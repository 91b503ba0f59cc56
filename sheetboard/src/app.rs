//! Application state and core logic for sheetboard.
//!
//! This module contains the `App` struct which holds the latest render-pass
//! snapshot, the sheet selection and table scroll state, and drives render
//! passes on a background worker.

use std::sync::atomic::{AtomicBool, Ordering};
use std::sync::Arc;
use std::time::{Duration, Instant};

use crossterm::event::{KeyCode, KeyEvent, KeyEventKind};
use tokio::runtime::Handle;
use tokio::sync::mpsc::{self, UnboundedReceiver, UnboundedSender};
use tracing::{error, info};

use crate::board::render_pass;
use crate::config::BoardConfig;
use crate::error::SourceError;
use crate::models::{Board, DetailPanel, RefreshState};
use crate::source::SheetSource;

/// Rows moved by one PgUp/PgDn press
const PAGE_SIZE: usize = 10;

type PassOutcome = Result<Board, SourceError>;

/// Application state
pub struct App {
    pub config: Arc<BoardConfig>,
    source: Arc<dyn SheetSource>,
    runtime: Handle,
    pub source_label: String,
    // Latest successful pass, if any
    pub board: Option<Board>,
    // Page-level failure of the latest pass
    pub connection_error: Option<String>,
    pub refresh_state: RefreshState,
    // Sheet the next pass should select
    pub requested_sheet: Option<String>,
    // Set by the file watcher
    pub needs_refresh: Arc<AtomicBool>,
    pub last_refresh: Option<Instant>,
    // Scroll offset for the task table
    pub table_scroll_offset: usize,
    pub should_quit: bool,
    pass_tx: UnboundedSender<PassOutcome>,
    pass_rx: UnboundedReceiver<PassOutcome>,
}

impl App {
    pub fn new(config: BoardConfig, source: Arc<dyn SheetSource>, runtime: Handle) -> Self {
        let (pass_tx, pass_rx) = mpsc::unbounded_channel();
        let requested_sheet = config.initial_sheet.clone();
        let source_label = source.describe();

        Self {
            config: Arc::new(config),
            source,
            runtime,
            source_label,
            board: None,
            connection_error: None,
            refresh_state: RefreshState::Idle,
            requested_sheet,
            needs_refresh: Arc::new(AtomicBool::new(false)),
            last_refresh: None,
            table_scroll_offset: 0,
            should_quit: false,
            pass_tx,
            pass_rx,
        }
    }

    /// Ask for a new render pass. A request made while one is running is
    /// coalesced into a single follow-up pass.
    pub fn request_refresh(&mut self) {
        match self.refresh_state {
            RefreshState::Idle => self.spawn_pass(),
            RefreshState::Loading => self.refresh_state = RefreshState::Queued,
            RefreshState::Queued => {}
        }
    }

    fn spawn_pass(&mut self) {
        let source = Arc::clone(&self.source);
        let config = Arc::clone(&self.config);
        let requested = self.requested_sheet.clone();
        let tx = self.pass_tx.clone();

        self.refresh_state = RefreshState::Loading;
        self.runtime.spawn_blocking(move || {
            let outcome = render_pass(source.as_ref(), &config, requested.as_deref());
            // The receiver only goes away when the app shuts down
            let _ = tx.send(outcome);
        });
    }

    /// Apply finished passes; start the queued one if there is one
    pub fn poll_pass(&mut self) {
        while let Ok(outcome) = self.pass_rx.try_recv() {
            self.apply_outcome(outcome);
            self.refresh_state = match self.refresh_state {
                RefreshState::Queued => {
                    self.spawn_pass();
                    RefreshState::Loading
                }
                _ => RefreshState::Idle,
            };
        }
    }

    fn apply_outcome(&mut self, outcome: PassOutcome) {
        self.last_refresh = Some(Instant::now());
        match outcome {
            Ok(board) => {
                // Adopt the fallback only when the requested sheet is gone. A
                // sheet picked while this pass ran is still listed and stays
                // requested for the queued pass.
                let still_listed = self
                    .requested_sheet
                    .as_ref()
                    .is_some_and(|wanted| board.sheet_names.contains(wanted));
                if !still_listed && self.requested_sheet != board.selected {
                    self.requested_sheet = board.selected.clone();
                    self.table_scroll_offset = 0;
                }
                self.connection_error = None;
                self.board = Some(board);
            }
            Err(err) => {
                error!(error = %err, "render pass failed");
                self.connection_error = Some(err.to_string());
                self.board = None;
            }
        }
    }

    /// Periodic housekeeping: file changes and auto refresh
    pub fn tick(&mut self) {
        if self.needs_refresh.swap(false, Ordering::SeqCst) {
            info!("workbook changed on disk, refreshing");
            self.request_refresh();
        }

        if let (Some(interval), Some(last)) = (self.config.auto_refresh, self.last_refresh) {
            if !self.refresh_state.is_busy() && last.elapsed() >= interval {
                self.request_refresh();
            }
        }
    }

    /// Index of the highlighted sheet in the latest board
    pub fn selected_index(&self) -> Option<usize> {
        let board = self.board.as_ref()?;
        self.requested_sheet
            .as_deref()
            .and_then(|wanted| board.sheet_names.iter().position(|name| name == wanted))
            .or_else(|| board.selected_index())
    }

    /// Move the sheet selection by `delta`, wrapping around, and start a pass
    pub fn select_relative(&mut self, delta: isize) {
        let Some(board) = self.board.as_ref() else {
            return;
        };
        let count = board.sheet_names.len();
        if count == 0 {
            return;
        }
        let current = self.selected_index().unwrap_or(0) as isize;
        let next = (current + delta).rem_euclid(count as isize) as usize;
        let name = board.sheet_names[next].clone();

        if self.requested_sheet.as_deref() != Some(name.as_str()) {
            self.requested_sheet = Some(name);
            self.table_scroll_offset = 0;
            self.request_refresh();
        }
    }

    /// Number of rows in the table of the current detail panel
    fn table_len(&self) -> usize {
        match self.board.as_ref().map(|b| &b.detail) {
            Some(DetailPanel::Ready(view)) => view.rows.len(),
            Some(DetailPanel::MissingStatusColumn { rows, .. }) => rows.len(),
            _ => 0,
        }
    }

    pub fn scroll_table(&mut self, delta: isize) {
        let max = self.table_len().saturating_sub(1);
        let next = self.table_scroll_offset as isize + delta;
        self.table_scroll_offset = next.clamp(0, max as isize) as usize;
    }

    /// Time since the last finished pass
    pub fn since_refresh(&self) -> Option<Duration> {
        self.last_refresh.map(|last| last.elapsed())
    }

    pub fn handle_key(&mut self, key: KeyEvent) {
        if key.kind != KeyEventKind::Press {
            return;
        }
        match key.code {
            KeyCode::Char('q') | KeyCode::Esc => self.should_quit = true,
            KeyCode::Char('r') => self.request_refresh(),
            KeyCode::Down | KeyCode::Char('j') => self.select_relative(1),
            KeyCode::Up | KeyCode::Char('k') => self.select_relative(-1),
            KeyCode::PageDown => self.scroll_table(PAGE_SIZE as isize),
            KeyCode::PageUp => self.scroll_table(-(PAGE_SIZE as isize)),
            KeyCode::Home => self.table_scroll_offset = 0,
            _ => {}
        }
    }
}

EXERCISE GOAL >> Start at the first line of the data above. Stop after the line containing "type PassOutcome = Result<Board, SourceError>;", reproducing each line exactly and adding nothing.

OUTPUT OF THE EXERCISE >>
repository 91b503ba0f59cc56
filename sheetboard/src/app.rs
//! Application state and core logic for sheetboard.
//!
//! This module contains the `App` struct which holds the latest render-pass
//! snapshot, the sheet selection and table scroll state, and drives render
//! passes on a background worker.

use std::sync::atomic::{AtomicBool, Ordering};
use std::sync::Arc;
use std::time::{Duration, Instant};

use crossterm::event::{KeyCode, KeyEvent, KeyEventKind};
use tokio::runtime::Handle;
use tokio::sync::mpsc::{self, UnboundedReceiver, UnboundedSender};
use tracing::{error, info};

use crate::board::render_pass;
use crate::config::BoardConfig;
use crate::error::SourceError;
use crate::models::{Board, DetailPanel, RefreshState};
use crate::source::SheetSource;

/// Rows moved by one PgUp/PgDn press
const PAGE_SIZE: usize = 10;

type PassOutcome = Result<Board, SourceError>;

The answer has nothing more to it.